FY2016 Funding Recommendation:  
$125 million


Funding History


       President's FY2016 Request   

       InterAction's FY2016 Recommendation


 Key Facts

  • Over 800 million children are impacted by NTDs leading to blindness, deformities and malnutrition.

  • More than 70 countries have completed NTD national plans.

  • NTDs kill as many as 400,000 people every year.

  • Of the 336 new drugs approved for all diseases in 2000-2011, only four (1%) were for neglected diseases; none were for NTDs.

Neglected Tropical Diseases (NTDs) are a group of 17 infectious diseases and conditions afflicting more than one billion of the world’s poorest people and threatening the health of millions more. NTDs kill 400,000 people every year. The NTD program administered by USAID has made important and substantial contributions to the global fight to control and eliminate seven of the most common NTDs by 2020. Leveraging more than $6.7 billion in donated medicines, USAID has supported the distribution of almost one billion safe and effective NTD treatments to more than 400 million people, and supported implementation in 25 countries.

While many of the most common NTDs have treatments that are safe, effective, and easy to use, treatment options are extremely limited for some NTDs with the highest death rates, including human African trypanosomiasis, visceral leishmaniasis, and Chagas disease. New investments are urgently needed to support research and development for new tools – including diagnostics, drugs, and vaccines – for all NTDs.

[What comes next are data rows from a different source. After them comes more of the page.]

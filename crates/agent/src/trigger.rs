//! Activation decisions for a batch of events.
//!
//! Triggers are checked per message in strict priority order: a command
//! addressed to the bot, a direct mention, a reply to one of the bot's own
//! messages. Only when none match does the random trigger get a chance, with
//! a single sample drawn for the whole batch.

use parley_config::{BotConfig, ConfigSource};
use parley_core::{ChatMessage, Event, EventCategory, TriggerKind};
use std::collections::HashMap;
use tracing::{debug, warn};

use crate::state::ChannelStore;

/// A channel that should activate.
#[derive(Debug, Clone)]
pub struct Decision {
    pub channel_id: String,
    pub guild_id: Option<String>,
    pub trigger: TriggerKind,
    /// The message being answered; `None` for internal triggers.
    pub anchor_message_id: Option<String>,
    /// Command messages to delete and keep out of the context.
    pub commands: Vec<String>,
    /// Channel config, when deciding already needed it.
    pub config: Option<BotConfig>,
}

/// Evaluates batches against the bot's identity.
pub struct Decider<'a> {
    pub bot_id: &'a str,
    pub config: &'a BotConfig,
    pub source: &'a dyn ConfigSource,
    pub channels: &'a ChannelStore,
}

impl Decider<'_> {
    /// Decide which channels in `batch` activate. `sample` is a uniform draw
    /// in `[0, 1)` shared by the whole batch.
    pub async fn decide(&self, batch: &[Event], sample: f64) -> Vec<Decision> {
        let mut decisions = Vec::new();
        let mut configs: HashMap<String, Option<BotConfig>> = HashMap::new();

        for (channel_id, events) in group_by_channel(batch) {
            let guild_id = events.iter().find_map(|e| e.guild_id.clone());

            if events.iter().all(|e| e.category() == EventCategory::Internal) {
                debug!(channel_id, "Internal event, activating");
                decisions.push(Decision {
                    channel_id: channel_id.to_string(),
                    guild_id,
                    trigger: TriggerKind::Internal,
                    anchor_message_id: None,
                    commands: Vec::new(),
                    config: None,
                });
                continue;
            }

            let candidates: Vec<&ChatMessage> = events
                .iter()
                .filter_map(|e| e.new_message())
                .filter(|m| m.author_id != self.bot_id)
                .collect();
            let Some(latest) = candidates.last() else {
                continue;
            };

            let mut best: Option<(TriggerKind, &ChatMessage)> = None;
            let mut commands = Vec::new();
            for message in &candidates {
                let Some(kind) = self.classify(message) else {
                    continue;
                };
                if kind == TriggerKind::Command {
                    commands.push(message.id.clone());
                }
                if best.is_none_or(|(b, _)| rank(kind) >= rank(b)) {
                    best = Some((kind, message));
                }
            }

            let mut config = None;
            let chosen = match best {
                Some((kind, message)) => Some((kind, message.id.clone())),
                None => {
                    let loaded = match configs.get(channel_id) {
                        Some(c) => c.clone(),
                        None => {
                            let c = match self.source.load(channel_id, guild_id.as_deref()).await {
                                Ok(c) => Some(c),
                                Err(e) => {
                                    warn!(channel_id, error = %e, "Failed to load channel config");
                                    None
                                }
                            };
                            configs.insert(channel_id.to_string(), c.clone());
                            c
                        }
                    };
                    let hit = loaded
                        .as_ref()
                        .is_some_and(|c| random_hit(c.activation.reply_on_random, sample));
                    config = loaded;
                    hit.then(|| (TriggerKind::Random, latest.id.clone()))
                }
            };

            if let Some((trigger, anchor)) = chosen {
                debug!(channel_id, %trigger, anchor = %anchor, "Activation triggered");
                decisions.push(Decision {
                    channel_id: channel_id.to_string(),
                    guild_id,
                    trigger,
                    anchor_message_id: Some(anchor),
                    commands,
                    config,
                });
            }
        }

        decisions
    }

    fn classify(&self, message: &ChatMessage) -> Option<TriggerKind> {
        if self.is_command(message) {
            Some(TriggerKind::Command)
        } else if message.mentions_user(self.bot_id) {
            Some(TriggerKind::Mention)
        } else if message
            .reply_to
            .as_deref()
            .is_some_and(|id| self.channels.is_bot_message(id))
        {
            Some(TriggerKind::Reply)
        } else {
            None
        }
    }

    /// `<prefix><name> …`, `<prefix>@<name> …` or `<prefix><@id> …`.
    fn is_command(&self, message: &ChatMessage) -> bool {
        let prefix = &self.config.activation.command_prefix;
        if prefix.is_empty() {
            return false;
        }
        let Some(rest) = message.content.trim_start().strip_prefix(prefix.as_str()) else {
            return false;
        };

        let tag = format!("<@{}>", self.bot_id);
        if rest.starts_with(&tag) {
            return true;
        }

        let rest = rest.strip_prefix('@').unwrap_or(rest);
        let name = &self.config.name;
        rest.get(..name.len())
            .is_some_and(|head| head.eq_ignore_ascii_case(name))
            && rest[name.len()..]
                .chars()
                .next()
                .is_none_or(|c| c.is_whitespace() || c.is_ascii_punctuation())
    }
}

fn rank(kind: TriggerKind) -> u8 {
    match kind {
        TriggerKind::Command => 3,
        TriggerKind::Mention => 2,
        TriggerKind::Reply => 1,
        TriggerKind::Random | TriggerKind::Internal => 0,
    }
}

/// One in `reply_on_random` chance; zero disables.
fn random_hit(reply_on_random: u32, sample: f64) -> bool {
    reply_on_random > 0 && sample < 1.0 / f64::from(reply_on_random)
}

/// Events grouped by channel, channels in order of first appearance.
fn group_by_channel(batch: &[Event]) -> Vec<(&str, Vec<&Event>)> {
    let mut groups: Vec<(&str, Vec<&Event>)> = Vec::new();
    for event in batch {
        match groups.iter_mut().find(|(c, _)| *c == event.channel_id) {
            Some((_, events)) => events.push(event),
            None => groups.push((event.channel_id.as_str(), vec![event])),
        }
    }
    groups
}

InterAction recommends a funding level of $125 million for FY2016, an increase of $25 million over FY2015 spending levels. The additional funds will allow USAID to maximize the benefits of increased drug donations from pharmaceutical companies, without making cuts to needed investments that ensure new discoveries make it through the pipeline and become available to people who need them most.

Success Story:

Treating neglected tropical diseases in Sierra Leone

When Sahr Gando, a miner and farmer living in Sierra Leone’s Kono District, contracted schistosomiasis, he could not work to support his family. He is not alone in suffering; a staggering 2.2 million people are at risk of schistosomiasis in Sierra Leone’s northeast district.

Schistosomiasis, or snail fever, is a neglected tropical disease (NTD) transmitted by parasites in contaminated water. Miners who stand all day in water searching for rough diamonds and gold are especially vulnerable. Worldwide, schistosomiasis infects 207 million people and kills an estimated 280,000 people each year in nearly 78 countries, making it the second leading parasitic killer after malaria.

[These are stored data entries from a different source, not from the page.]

//! Local platform — an in-process chat service.
//!
//! Holds channel history in memory. Messages from people are posted with
//! [`LocalPlatform::post`]; the bot's sends land in the same history so
//! later fetches see them. With echo enabled, everything the bot sends is
//! also printed to stdout, which is how `parley chat` talks to a terminal.

use async_trait::async_trait;
use parking_lot::Mutex;
use parley_core::error::PlatformError;
use parley_core::platform::Attachment;
use parley_core::{ChatMessage, FetchRequest, FetchedContext, FetchedImage, Platform};
use std::collections::HashMap;
use std::sync::atomic::{AtomicU64, Ordering};
use tracing::debug;

/// Messages longer than this are split into several sends.
pub const MAX_MESSAGE_CHARS: usize = 2000;

#[derive(Default)]
struct ChannelData {
    messages: Vec<ChatMessage>,
    images: HashMap<String, FetchedImage>,
    pinned_config: Vec<String>,
}

/// A file uploaded through [`Platform::send_attachment`].
#[derive(Debug, Clone, PartialEq)]
pub struct UploadedFile {
    pub message_id: String,
    pub filename: String,
    pub content: Vec<u8>,
}

/// In-memory platform.
pub struct LocalPlatform {
    bot_id: String,
    bot_name: String,
    guild_id: Option<String>,
    echo: bool,
    next_id: AtomicU64,
    channels: Mutex<HashMap<String, ChannelData>>,
    uploads: Mutex<Vec<UploadedFile>>,
    deleted: Mutex<Vec<String>>,
    typing: Mutex<HashMap<String, bool>>,
}

impl LocalPlatform {
    pub fn new(bot_id: impl Into<String>, bot_name: impl Into<String>) -> Self {
        Self {
            bot_id: bot_id.into(),
            bot_name: bot_name.into(),
            guild_id: None,
            echo: false,
            next_id: AtomicU64::new(1),
            channels: Mutex::new(HashMap::new()),
            uploads: Mutex::new(Vec::new()),
            deleted: Mutex::new(Vec::new()),
            typing: Mutex::new(HashMap::new()),
        }
    }

    /// Print the bot's sends to stdout.
    pub fn with_echo(mut self, echo: bool) -> Self {
        self.echo = echo;
        self
    }

    pub fn with_guild(mut self, guild_id: impl Into<String>) -> Self {
        self.guild_id = Some(guild_id.into());
        self
    }

    pub fn bot_id(&self) -> &str {
        &self.bot_id
    }

    fn allocate_id(&self) -> String {
        format!("local-{}", self.next_id.fetch_add(1, Ordering::SeqCst))
    }

    /// Post a message from a person. Returns the stored message.
    pub fn post(
        &self,
        channel_id: &str,
        author_id: &str,
        author_name: &str,
        content: &str,
    ) -> ChatMessage {
        self.post_mentioning(channel_id, author_id, author_name, content, Vec::new())
    }

    /// Post a message that mentions the given user IDs.
    pub fn post_mentioning(
        &self,
        channel_id: &str,
        author_id: &str,
        author_name: &str,
        content: &str,
        mentions: Vec<String>,
    ) -> ChatMessage {
        let mut message =
            ChatMessage::new(self.allocate_id(), channel_id, author_id, author_name, content);
        message.mentions = mentions;
        self.insert(message.clone());
        message
    }

    /// Store a fully-built message as-is (mentions, replies, reactions).
    pub fn insert(&self, message: ChatMessage) {
        let mut channels = self.channels.lock();
        channels
            .entry(message.channel_id.clone())
            .or_default()
            .messages
            .push(message);
    }

    /// Attach image bytes to an existing message.
    pub fn attach_image(&self, channel_id: &str, message_id: &str, media_type: &str, data: Vec<u8>) {
        let mut channels = self.channels.lock();
        let channel = channels.entry(channel_id.to_string()).or_default();
        if let Some(message) = channel.messages.iter_mut().find(|m| m.id == message_id) {
            message.attachments.push(Attachment {
                id: format!("{message_id}-img{}", message.attachments.len()),
                filename: "image".into(),
                media_type: Some(media_type.to_string()),
                url: None,
                size_bytes: Some(data.len() as u64),
            });
        }
        channel.images.insert(
            message_id.to_string(),
            FetchedImage {
                message_id: message_id.to_string(),
                media_type: media_type.to_string(),
                data,
            },
        );
    }

    /// Add a reaction to a stored message.
    pub fn react(&self, channel_id: &str, message_id: &str, emoji: &str) -> Result<(), PlatformError> {
        let mut channels = self.channels.lock();
        let message = channels
            .get_mut(channel_id)
            .and_then(|c| c.messages.iter_mut().find(|m| m.id == message_id))
            .ok_or_else(|| PlatformError::NotFound(message_id.to_string()))?;
        message.reactions.push(emoji.to_string());
        Ok(())
    }

    /// Pin a config fragment in a channel.
    pub fn pin_config(&self, channel_id: &str, fragment: impl Into<String>) {
        self.channels
            .lock()
            .entry(channel_id.to_string())
            .or_default()
            .pinned_config
            .push(fragment.into());
    }

    /// Snapshot of a channel's history.
    pub fn history(&self, channel_id: &str) -> Vec<ChatMessage> {
        self.channels
            .lock()
            .get(channel_id)
            .map(|c| c.messages.clone())
            .unwrap_or_default()
    }

    /// Messages sent by the bot in a channel, oldest first.
    pub fn sent_by_bot(&self, channel_id: &str) -> Vec<ChatMessage> {
        self.history(channel_id)
            .into_iter()
            .filter(|m| m.author_id == self.bot_id)
            .collect()
    }

    pub fn uploads(&self) -> Vec<UploadedFile> {
        self.uploads.lock().clone()
    }

    pub fn deleted(&self) -> Vec<String> {
        self.deleted.lock().clone()
    }

    pub fn is_typing(&self, channel_id: &str) -> bool {
        self.typing.lock().get(channel_id).copied().unwrap_or(false)
    }

    fn append_from(&self, channel_id: &str, author_id: &str, author_name: &str, text: &str) -> Vec<String> {
        let mut ids = Vec::new();
        for chunk in split_message(text, MAX_MESSAGE_CHARS) {
            if self.echo {
                println!("{author_name}: {chunk}");
            }
            let message = ChatMessage::new(self.allocate_id(), channel_id, author_id, author_name, chunk);
            ids.push(message.id.clone());
            self.insert(message);
        }
        ids
    }
}

#[async_trait]
impl Platform for LocalPlatform {
    fn name(&self) -> &str {
        "local"
    }

    async fn fetch_context(
        &self,
        channel_id: &str,
        request: &FetchRequest,
    ) -> Result<FetchedContext, PlatformError> {
        let channels = self.channels.lock();
        let Some(channel) = channels.get(channel_id) else {
            return Ok(FetchedContext {
                guild_id: self.guild_id.clone(),
                ..FetchedContext::default()
            });
        };

        let visible: Vec<&ChatMessage> = channel
            .messages
            .iter()
            .filter(|m| !request.exclude.contains(&m.id))
            .collect();

        let default_start = visible.len().saturating_sub(request.depth);
        let start = request
            .oldest_anchor
            .as_ref()
            .and_then(|anchor| visible.iter().position(|m| &m.id == anchor))
            .filter(|&pos| visible.len() - pos <= request.depth.saturating_mul(2))
            .unwrap_or(default_start);

        let messages: Vec<ChatMessage> = visible[start..].iter().map(|m| (*m).clone()).collect();
        let images = messages
            .iter()
            .filter_map(|m| channel.images.get(&m.id).cloned())
            .collect();

        debug!(channel_id, count = messages.len(), "Fetched local history");
        Ok(FetchedContext {
            messages,
            images,
            pinned_config: channel.pinned_config.clone(),
            guild_id: self.guild_id.clone(),
        })
    }

    async fn send_message(
        &self,
        channel_id: &str,
        text: &str,
        reply_to: Option<&str>,
    ) -> Result<Vec<String>, PlatformError> {
        let ids = self.append_from(channel_id, &self.bot_id, &self.bot_name, text);
        if let (Some(reply_to), Some(first)) = (reply_to, ids.first()) {
            let mut channels = self.channels.lock();
            if let Some(message) = channels
                .get_mut(channel_id)
                .and_then(|c| c.messages.iter_mut().find(|m| &m.id == first))
            {
                message.reply_to = Some(reply_to.to_string());
            }
        }
        Ok(ids)
    }

    async fn send_attachment(
        &self,
        channel_id: &str,
        filename: &str,
        content: &[u8],
        caption: Option<&str>,
    ) -> Result<Vec<String>, PlatformError> {
        let id = self.allocate_id();
        let mut message = ChatMessage::new(
            id.clone(),
            channel_id,
            &self.bot_id,
            &self.bot_name,
            caption.unwrap_or_default(),
        );
        message.attachments.push(Attachment {
            id: format!("{id}-file"),
            filename: filename.to_string(),
            media_type: Some("text/plain".into()),
            url: None,
            size_bytes: Some(content.len() as u64),
        });
        if self.echo {
            println!("{}: [{filename}, {} bytes] {}", self.bot_name, content.len(), caption.unwrap_or_default());
        }
        self.insert(message);
        self.uploads.lock().push(UploadedFile {
            message_id: id.clone(),
            filename: filename.to_string(),
            content: content.to_vec(),
        });
        Ok(vec![id])
    }

    async fn delete_message(&self, channel_id: &str, message_id: &str) -> Result<(), PlatformError> {
        let mut channels = self.channels.lock();
        let channel = channels
            .get_mut(channel_id)
            .ok_or_else(|| PlatformError::NotFound(message_id.to_string()))?;
        let before = channel.messages.len();
        channel.messages.retain(|m| m.id != message_id);
        if channel.messages.len() == before {
            return Err(PlatformError::NotFound(message_id.to_string()));
        }
        channel.images.remove(message_id);
        self.deleted.lock().push(message_id.to_string());
        Ok(())
    }

    async fn start_typing(&self, channel_id: &str) -> Result<(), PlatformError> {
        self.typing.lock().insert(channel_id.to_string(), true);
        Ok(())
    }

    async fn stop_typing(&self, channel_id: &str) -> Result<(), PlatformError> {
        self.typing.lock().insert(channel_id.to_string(), false);
        Ok(())
    }

    async fn send_webhook(
        &self,
        channel_id: &str,
        text: &str,
        display_name: &str,
    ) -> Result<Vec<String>, PlatformError> {
        Ok(self.append_from(channel_id, &format!("webhook:{display_name}"), display_name, text))
    }
}

/// Split text into chunks of at most `max_chars` characters, preferring a
/// newline in the second half of the window, then a space.
pub fn split_message(text: &str, max_chars: usize) -> Vec<String> {
    let max_chars = max_chars.max(1);
    if text.chars().count() <= max_chars {
        return vec![text.to_string()];
    }

    let mut chunks = Vec::new();
    let mut remaining = text;

    while !remaining.is_empty() {
        // Byte offset of the char boundary after `max_chars` characters.
        let limit = remaining
            .char_indices()
            .nth(max_chars)
            .map(|(i, _)| i)
            .unwrap_or(remaining.len());

        let end = if limit == remaining.len() {
            limit
        } else {
            let window = &remaining[..limit];
            match window.rfind('\n') {
                Some(pos) if pos >= limit / 2 => pos + 1,
                _ => window.rfind(' ').map(|pos| pos + 1).filter(|&p| p > 0).unwrap_or(limit),
            }
        };

        chunks.push(remaining[..end].to_string());
        remaining = &remaining[end..];
    }

    chunks
}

In April 2013, Helen Keller International, in coordination with USAID and RTI International, assisted Sierra Leone’s Ministry of Health in providing almost half a million people in Sierra Leone, including Sahr Gando, with life-saving medicines. This ambitious effort was undertaken through mass drug administration (MDA). Because the treatment is safe, effective and does not require medical infrastructure, community members can administer it with basic training.

This MDA was part of USAID’s NTD Program in Sierra Leone, which began in 2008. USAID engages a broad range of stakeholders to expand its reach. USAID’s support also makes possible additional critical components of integrated NTD control, including mapping and training, for schistosomiasis, trachoma and soil-transmitted helminths.

Through USAID’s leadership in building public-private partnerships, we have a chance at controlling and eliminating these devastating diseases.